## [Task objective]
Since the data must remain as supplied, reproduce it word for word.

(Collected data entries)
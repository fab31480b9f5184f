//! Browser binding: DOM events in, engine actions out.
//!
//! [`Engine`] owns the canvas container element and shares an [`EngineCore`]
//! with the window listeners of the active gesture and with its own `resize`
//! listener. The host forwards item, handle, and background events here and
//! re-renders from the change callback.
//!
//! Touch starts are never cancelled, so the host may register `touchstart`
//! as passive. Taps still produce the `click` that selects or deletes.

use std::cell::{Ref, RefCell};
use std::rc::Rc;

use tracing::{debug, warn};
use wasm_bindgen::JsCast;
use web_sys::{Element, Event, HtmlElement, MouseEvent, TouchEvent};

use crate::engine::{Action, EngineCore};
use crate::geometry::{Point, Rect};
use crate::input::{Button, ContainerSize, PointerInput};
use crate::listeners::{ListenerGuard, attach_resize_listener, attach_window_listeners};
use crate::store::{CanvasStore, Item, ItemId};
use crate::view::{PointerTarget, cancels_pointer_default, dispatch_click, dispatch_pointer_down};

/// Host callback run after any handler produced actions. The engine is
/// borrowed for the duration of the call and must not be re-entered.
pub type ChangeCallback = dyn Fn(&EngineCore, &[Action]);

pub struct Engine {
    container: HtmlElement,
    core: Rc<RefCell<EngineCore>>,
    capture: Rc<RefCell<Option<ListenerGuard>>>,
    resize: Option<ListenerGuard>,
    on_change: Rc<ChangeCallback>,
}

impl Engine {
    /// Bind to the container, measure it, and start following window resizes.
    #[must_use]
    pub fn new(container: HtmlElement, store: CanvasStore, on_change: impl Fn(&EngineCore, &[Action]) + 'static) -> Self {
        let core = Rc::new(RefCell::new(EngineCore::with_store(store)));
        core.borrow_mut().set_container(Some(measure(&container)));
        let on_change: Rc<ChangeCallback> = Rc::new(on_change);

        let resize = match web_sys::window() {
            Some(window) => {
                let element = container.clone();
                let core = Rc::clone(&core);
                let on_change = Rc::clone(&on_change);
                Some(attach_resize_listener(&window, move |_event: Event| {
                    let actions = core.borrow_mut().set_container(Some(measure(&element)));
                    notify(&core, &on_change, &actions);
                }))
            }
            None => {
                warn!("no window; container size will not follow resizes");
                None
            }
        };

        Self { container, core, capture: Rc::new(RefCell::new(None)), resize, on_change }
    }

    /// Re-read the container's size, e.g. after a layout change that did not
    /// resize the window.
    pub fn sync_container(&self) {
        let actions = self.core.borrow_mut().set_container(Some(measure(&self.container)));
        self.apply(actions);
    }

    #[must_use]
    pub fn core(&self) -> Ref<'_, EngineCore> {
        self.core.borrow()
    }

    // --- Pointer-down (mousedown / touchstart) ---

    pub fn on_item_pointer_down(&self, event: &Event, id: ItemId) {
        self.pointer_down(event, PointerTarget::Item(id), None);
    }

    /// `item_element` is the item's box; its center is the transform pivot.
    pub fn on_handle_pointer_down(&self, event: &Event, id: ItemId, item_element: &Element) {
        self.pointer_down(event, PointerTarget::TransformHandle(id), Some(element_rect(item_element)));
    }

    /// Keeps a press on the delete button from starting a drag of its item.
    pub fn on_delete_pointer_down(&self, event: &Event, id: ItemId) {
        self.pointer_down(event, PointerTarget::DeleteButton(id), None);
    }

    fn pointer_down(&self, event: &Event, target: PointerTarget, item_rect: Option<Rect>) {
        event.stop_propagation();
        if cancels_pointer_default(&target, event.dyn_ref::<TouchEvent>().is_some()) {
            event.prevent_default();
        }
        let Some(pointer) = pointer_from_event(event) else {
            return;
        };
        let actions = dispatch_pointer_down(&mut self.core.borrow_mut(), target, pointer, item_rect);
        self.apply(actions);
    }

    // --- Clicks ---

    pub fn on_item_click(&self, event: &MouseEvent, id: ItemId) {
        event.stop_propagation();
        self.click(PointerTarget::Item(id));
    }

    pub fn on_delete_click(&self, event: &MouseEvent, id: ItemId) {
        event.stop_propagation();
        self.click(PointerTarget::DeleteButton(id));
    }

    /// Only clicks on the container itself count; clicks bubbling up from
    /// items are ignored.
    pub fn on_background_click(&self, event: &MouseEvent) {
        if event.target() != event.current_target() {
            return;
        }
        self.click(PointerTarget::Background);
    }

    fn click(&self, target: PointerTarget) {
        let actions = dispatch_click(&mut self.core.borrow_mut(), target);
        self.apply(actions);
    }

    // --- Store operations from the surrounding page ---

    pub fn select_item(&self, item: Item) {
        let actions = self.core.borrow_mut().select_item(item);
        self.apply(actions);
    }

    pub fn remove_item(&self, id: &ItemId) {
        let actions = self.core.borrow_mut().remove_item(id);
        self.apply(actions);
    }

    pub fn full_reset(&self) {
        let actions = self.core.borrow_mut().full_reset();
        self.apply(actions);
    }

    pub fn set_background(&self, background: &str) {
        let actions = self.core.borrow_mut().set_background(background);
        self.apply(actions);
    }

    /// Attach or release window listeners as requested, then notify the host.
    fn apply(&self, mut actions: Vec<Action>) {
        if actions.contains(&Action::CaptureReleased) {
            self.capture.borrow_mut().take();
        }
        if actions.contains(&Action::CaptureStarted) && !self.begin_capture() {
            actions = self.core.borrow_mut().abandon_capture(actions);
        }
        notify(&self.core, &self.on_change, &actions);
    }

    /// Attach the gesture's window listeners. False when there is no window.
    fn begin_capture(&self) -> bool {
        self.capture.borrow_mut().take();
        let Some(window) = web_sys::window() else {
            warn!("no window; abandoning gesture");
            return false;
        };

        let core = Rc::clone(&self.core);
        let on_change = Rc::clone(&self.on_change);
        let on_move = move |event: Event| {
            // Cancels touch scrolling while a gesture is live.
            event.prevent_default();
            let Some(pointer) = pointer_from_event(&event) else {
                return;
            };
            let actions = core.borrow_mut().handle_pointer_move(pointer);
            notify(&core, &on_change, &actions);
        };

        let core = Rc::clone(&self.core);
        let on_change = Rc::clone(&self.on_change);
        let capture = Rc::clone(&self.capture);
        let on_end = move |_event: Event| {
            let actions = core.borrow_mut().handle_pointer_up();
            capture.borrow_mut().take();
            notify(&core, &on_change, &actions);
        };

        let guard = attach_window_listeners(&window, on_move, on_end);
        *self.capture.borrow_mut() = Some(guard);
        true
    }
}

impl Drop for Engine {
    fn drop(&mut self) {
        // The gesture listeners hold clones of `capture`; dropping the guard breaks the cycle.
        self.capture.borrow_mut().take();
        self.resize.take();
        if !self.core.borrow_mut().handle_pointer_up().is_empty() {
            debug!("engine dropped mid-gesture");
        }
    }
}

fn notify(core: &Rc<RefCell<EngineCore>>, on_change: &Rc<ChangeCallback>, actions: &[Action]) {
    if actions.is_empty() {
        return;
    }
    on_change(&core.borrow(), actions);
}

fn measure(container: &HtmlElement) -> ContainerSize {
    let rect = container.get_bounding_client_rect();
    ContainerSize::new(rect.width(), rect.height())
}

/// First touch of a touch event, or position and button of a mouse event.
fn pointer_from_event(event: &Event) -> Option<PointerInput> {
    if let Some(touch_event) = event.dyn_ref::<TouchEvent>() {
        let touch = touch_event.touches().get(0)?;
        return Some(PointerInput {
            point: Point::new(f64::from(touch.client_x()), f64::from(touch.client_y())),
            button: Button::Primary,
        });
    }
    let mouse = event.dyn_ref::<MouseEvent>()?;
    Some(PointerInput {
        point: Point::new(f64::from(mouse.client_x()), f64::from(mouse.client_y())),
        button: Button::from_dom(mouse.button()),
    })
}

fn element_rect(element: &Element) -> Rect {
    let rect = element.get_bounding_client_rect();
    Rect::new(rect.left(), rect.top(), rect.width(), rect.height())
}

## [Result of the task]
repository fab31480b9f5184f
//! Browser binding: DOM events in, engine actions out.
//!
//! [`Engine`] owns the canvas container element and shares an [`EngineCore`]
//! with the window listeners of the active gesture and with its own `resize`
//! listener. The host forwards item, handle, and background events here and
//! re-renders from the change callback.
//!
//! Touch starts are never cancelled, so the host may register `touchstart`
//! as passive. Taps still produce the `click` that selects or deletes.

use std::cell::{Ref, RefCell};
use std::rc::Rc;

use tracing::{debug, warn};
use wasm_bindgen::JsCast;
use web_sys::{Element, Event, HtmlElement, MouseEvent, TouchEvent};

use crate::engine::{Action, EngineCore};
use crate::geometry::{Point, Rect};
use crate::input::{Button, ContainerSize, PointerInput};
use crate::listeners::{ListenerGuard, attach_resize_listener, attach_window_listeners};
use crate::store::{CanvasStore, Item, ItemId};
use crate::view::{PointerTarget, cancels_pointer_default, dispatch_click, dispatch_pointer_down};

/// Host callback run after any handler produced actions. The engine is
/// borrowed for the duration of the call and must not be re-entered.
pub type ChangeCallback = dyn Fn(&EngineCore, &[Action]);

pub struct Engine {
    container: HtmlElement,
    core: Rc<RefCell<EngineCore>>,
    capture: Rc<RefCell<Option<ListenerGuard>>>,
    resize: Option<ListenerGuard>,
    on_change: Rc<ChangeCallback>,
}

impl Engine {
    /// Bind to the container, measure it, and start following window resizes.
    #[must_use]
    pub fn new(container: HtmlElement, store: CanvasStore, on_change: impl Fn(&EngineCore, &[Action]) + 'static) -> Self {
        let core = Rc::new(RefCell::new(EngineCore::with_store(store)));
        core.borrow_mut().set_container(Some(measure(&container)));
        let on_change: Rc<ChangeCallback> = Rc::new(on_change);

        let resize = match web_sys::window() {
            Some(window) => {
                let element = container.clone();
                let core = Rc::clone(&core);
                let on_change = Rc::clone(&on_change);
                Some(attach_resize_listener(&window, move |_event: Event| {
                    let actions = core.borrow_mut().set_container(Some(measure(&element)));
                    notify(&core, &on_change, &actions);
                }))
            }
            None => {
                warn!("no window; container size will not follow resizes");
                None
            }
        };

        Self { container, core, capture: Rc::new(RefCell::new(None)), resize, on_change }
    }

    /// Re-read the container's size, e.g. after a layout change that did not
    /// resize the window.
    pub fn sync_container(&self) {
        let actions = self.core.borrow_mut().set_container(Some(measure(&self.container)));
        self.apply(actions);
    }

    #[must_use]
    pub fn core(&self) -> Ref<'_, EngineCore> {
        self.core.borrow()
    }

    // --- Pointer-down (mousedown / touchstart) ---

    pub fn on_item_pointer_down(&self, event: &Event, id: ItemId) {
        self.pointer_down(event, PointerTarget::Item(id), None);
    }

    /// `item_element` is the item's box; its center is the transform pivot.
    pub fn on_handle_pointer_down(&self, event: &Event, id: ItemId, item_element: &Element) {
        self.pointer_down(event, PointerTarget::TransformHandle(id), Some(element_rect(item_element)));
    }

    /// Keeps a press on the delete button from starting a drag of its item.
    pub fn on_delete_pointer_down(&self, event: &Event, id: ItemId) {
        self.pointer_down(event, PointerTarget::DeleteButton(id), None);
    }

    fn pointer_down(&self, event: &Event, target: PointerTarget, item_rect: Option<Rect>) {
        event.stop_propagation();
        if cancels_pointer_default(&target, event.dyn_ref::<TouchEvent>().is_some()) {
            event.prevent_default();
        }
        let Some(pointer) = pointer_from_event(event) else {
            return;
        };
        let actions = dispatch_pointer_down(&mut self.core.borrow_mut(), target, pointer, item_rect);
        self.apply(actions);
    }

    // --- Clicks ---

    pub fn on_item_click(&self, event: &MouseEvent, id: ItemId) {
        event.stop_propagation();
        self.click(PointerTarget::Item(id));
    }

    pub fn on_delete_click(&self, event: &MouseEvent, id: ItemId) {
        event.stop_propagation();
        self.click(PointerTarget::DeleteButton(id));
    }

    /// Only clicks on the container itself count; clicks bubbling up from
    /// items are ignored.
    pub fn on_background_click(&self, event: &MouseEvent) {
        if event.target() != event.current_target() {
            return;
        }
        self.click(PointerTarget::Background);
    }

    fn click(&self, target: PointerTarget) {
        let actions = dispatch_click(&mut self.core.borrow_mut(), target);
        self.apply(actions);
    }

    // --- Store operations from the surrounding page ---

    pub fn select_item(&self, item: Item) {
        let actions = self.core.borrow_mut().select_item(item);
        self.apply(actions);
    }

    pub fn remove_item(&self, id: &ItemId) {
        let actions = self.core.borrow_mut().remove_item(id);
        self.apply(actions);
    }

    pub fn full_reset(&self) {
        let actions = self.core.borrow_mut().full_reset();
        self.apply(actions);
    }

    pub fn set_background(&self, background: &str) {
        let actions = self.core.borrow_mut().set_background(background);
        self.apply(actions);
    }

    /// Attach or release window listeners as requested, then notify the host.
    fn apply(&self, mut actions: Vec<Action>) {
        if actions.contains(&Action::CaptureReleased) {
            self.capture.borrow_mut().take();
        }
        if actions.contains(&Action::CaptureStarted) && !self.begin_capture() {
            actions = self.core.borrow_mut().abandon_capture(actions);
        }
        notify(&self.core, &self.on_change, &actions);
    }

    /// Attach the gesture's window listeners. False when there is no window.
    fn begin_capture(&self) -> bool {
        self.capture.borrow_mut().take();
        let Some(window) = web_sys::window() else {
            warn!("no window; abandoning gesture");
            return false;
        };

        let core = Rc::clone(&self.core);
        let on_change = Rc::clone(&self.on_change);
        let on_move = move |event: Event| {
            // Cancels touch scrolling while a gesture is live.
            event.prevent_default();
            let Some(pointer) = pointer_from_event(&event) else {
                return;
            };
            let actions = core.borrow_mut().handle_pointer_move(pointer);
            notify(&core, &on_change, &actions);
        };

        let core = Rc::clone(&self.core);
        let on_change = Rc::clone(&self.on_change);
        let capture = Rc::clone(&self.capture);
        let on_end = move |_event: Event| {
            let actions = core.borrow_mut().handle_pointer_up();
            capture.borrow_mut().take();
            notify(&core, &on_change, &actions);
        };

        let guard = attach_window_listeners(&window, on_move, on_end);
        *self.capture.borrow_mut() = Some(guard);
        true
    }
}

impl Drop for Engine {
    fn drop(&mut self) {
        // The gesture listeners hold clones of `capture`; dropping the guard breaks the cycle.
        self.capture.borrow_mut().take();
        self.resize.take();
        if !self.core.borrow_mut().handle_pointer_up().is_empty() {
            debug!("engine dropped mid-gesture");
        }
    }
}

fn notify(core: &Rc<RefCell<EngineCore>>, on_change: &Rc<ChangeCallback>, actions: &[Action]) {
    if actions.is_empty() {
        return;
    }
    on_change(&core.borrow(), actions);
}

fn measure(container: &HtmlElement) -> ContainerSize {
    let rect = container.get_bounding_client_rect();
    ContainerSize::new(rect.width(), rect.height())
}

/// First touch of a touch event, or position and button of a mouse event.
fn pointer_from_event(event: &Event) -> Option<PointerInput> {
    if let Some(touch_event) = event.dyn_ref::<TouchEvent>() {
        let touch = touch_event.touches().get(0)?;
        return Some(PointerInput {
            point: Point::new(f64::from(touch.client_x()), f64::from(touch.client_y())),
            button: Button::Primary,
        });
    }
    let mouse = event.dyn_ref::<MouseEvent>()?;
    Some(PointerInput {
        point: Point::new(f64::from(mouse.client_x()), f64::from(mouse.client_y())),
        button: Button::from_dom(mouse.button()),
    })
}

fn element_rect(element: &Element) -> Rect {
    let rect = element.get_bounding_client_rect();
    Rect::new(rect.left(), rect.top(), rect.width(), rect.height())
}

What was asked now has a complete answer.